The increased use of the multiple procedure payment reduction (MPPR) by private and workers' compensation payers is already affecting physical therapists (PTs), and it's now among the elements of the changing insurance landscape addressed in an expanded APTA private insurance website.
APTA online resources now include targeted MPPR information related to the move made by private insurers to adopt policies first developed by the federal Centers for Medicare and Medicaid Services (CMS). The shift toward MPPR poses a risk to PTs, who need to carefully review contracts with insurers to evaluate impact. The APTA website includes tips on contract review that can help PTs determine if the policy is appropriately applied under the contract and payment guidelines to help PTs verify the accuracy of any overpayment amount claimed by the insurer.
Several insurers, including Blue Cross and Blue Shield (BCBS) of Kansas City, BCBS of Missouri, Wellmark, Aetna, and UnitedHealthcare have implemented MPPR over the past 2 years, and are paying claims using an MPPR methodology.
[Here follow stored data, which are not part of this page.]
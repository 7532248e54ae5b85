mod contact;
mod homepage;
mod nav;
mod sections;

use leptos::prelude::*;
use leptos_meta::*;
use leptos_router::{components::*, path};

use crate::profile::SITE_PROFILE;
use homepage::HomePage;

pub fn shell(options: LeptosOptions) -> impl IntoView {
    view! {
        <!DOCTYPE html>
        <html lang="en">
            <head>
                <meta charset="utf-8" />
                <meta name="viewport" content="width=device-width, initial-scale=1" />
                <AutoReload options=options.clone() />
                <HydrationScripts options />
                <meta name="color-scheme" content="light" />
                <link rel="shortcut icon" type="image/ico" href="/favicon.ico" />
                <link rel="stylesheet" id="leptos" href="/pkg/portfolio-site.css" />
                <MetaTags />
            </head>
            <body class="min-h-screen bg-white">
                <App />
            </body>
        </html>
    }
}

#[component]
pub fn App() -> impl IntoView {
    // Provides context that manages stylesheets, titles, meta tags, etc.
    provide_meta_context();

    let name = SITE_PROFILE.name.as_str();

    view! {
        <Title formatter=move |title| format!("{name} - {title}") />
        <Meta name="description" content=SITE_PROFILE.headline.as_str() />

        <Router>
            <Routes fallback=|| "Page not found.".into_view()>
                <Route path=path!("/") view=HomePage />
            </Routes>
        </Router>
    }
}
use super::{
    validate::{self, FieldError, FormErrors, ValidationFailure},
    Field, FormInput, MailtoRequest, SubmitMode, UnknownField,
};

/// Whether errors from the last submit attempt are still on screen.
#[derive(Debug, Clone, Copy, PartialEq, Eq)]
pub enum FormPhase {
    Editing,
    ShowingErrors,
}

#[derive(Debug, Clone, PartialEq, Eq)]
pub struct Notification {
    pub title: String,
    pub description: String,
}

impl Notification {
    pub fn message_sent() -> Self {
        Self {
            title: "Thank you!".to_string(),
            description: "Your message has been sent.".to_string(),
        }
    }
}

/// The one side effect a valid submit asks the page to perform.
#[derive(Debug, Clone, PartialEq, Eq)]
pub enum Submission {
    Notified(Notification),
    Compose(MailtoRequest),
}

/// Field values plus the errors currently shown next to them.
#[derive(Debug, Clone, Default, PartialEq, Eq)]
pub struct ContactForm {
    input: FormInput,
    errors: FormErrors,
}

impl ContactForm {
    pub fn new() -> Self {
        Self::default()
    }

    pub fn input(&self) -> &FormInput {
        &self.input
    }

    pub fn errors(&self) -> &FormErrors {
        &self.errors
    }

    pub fn value(&self, field: Field) -> &str {
        self.input.get(field)
    }

    pub fn error(&self, field: Field) -> Option<FieldError> {
        self.errors.get(field)
    }

    pub fn phase(&self) -> FormPhase {
        if self.errors.is_empty() {
            FormPhase::Editing
        } else {
            FormPhase::ShowingErrors
        }
    }

    pub fn is_submittable(&self) -> bool {
        validate::is_submittable(&self.input)
    }

    /// Store a keystroke's worth of text. A stale error on this field is
    /// dropped right away; the other fields keep theirs until the next submit.
    pub fn set_field(&mut self, field: Field, value: impl Into<String>) {
        *self.input.slot_mut(field) = value.into();
        if self.errors.get(field).is_some() {
            self.errors.clear(field);
        }
    }

    pub fn set_field_named(
        &mut self,
        name: &str,
        value: impl Into<String>,
    ) -> Result<(), UnknownField> {
        let field = name.parse::<Field>()?;
        self.set_field(field, value);
        Ok(())
    }

    /// Validate and, when everything passes, turn the input into a
    /// [`Submission`] and start over with an empty form. On failure the
    /// input is left alone and the errors are kept for display.
    pub fn submit(&mut self, mode: &SubmitMode) -> Result<Submission, ValidationFailure> {
        if let Err(failure) = validate::validate(&self.input) {
            log::debug!(
                "contact form rejected: {:?}",
                failure.errors().iter().map(|(f, _)| f.as_str()).collect::<Vec<_>>()
            );
            self.errors = *failure.errors();
            return Err(failure);
        }

        let submission = match mode {
            SubmitMode::Notify => Submission::Notified(Notification::message_sent()),
            SubmitMode::Mailto { recipient } => {
                Submission::Compose(MailtoRequest::from_input(recipient, &self.input))
            }
        };
        log::info!(
            "contact form submitted ({})",
            match &submission {
                Submission::Notified(_) => "notify",
                Submission::Compose(_) => "mailto",
            }
        );

        *self = Self::default();
        Ok(submission)
    }
}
A recent example of the trend toward MPPR use surfaced earlier this year, when Humana announced that it would be applying MPPR policies, an approach that it had initially adopted in 2011 but quickly reversed. Not long after the reversal, Humana announced that it would be reviewing the MPPR payment methodology and stated that it may make changes to payments. When those changes were implemented, Humana made providers aware of its shift to MPPR by sending notifications of overpayments on claims as far back as 2012 for contracted providers. Noncontracted providers were told that they were responsible for overpayments dating back to 2011.
In light of Humana's reversal on MPPR, APTA sent a formal letter (.pdf) to Humana's CEO addressing several areas that it views as problematic for PTs. APTA expressed particular concern over the lack of prior warning of Humana’s intention to adopt the policy, the administrative burdens associated with overpayment recovery, the appropriateness of MPPR's application to medical procedure codes, the suitability of application to all contracts, and apparent inaccuracies in calculations that result in incorrect overpayment amounts.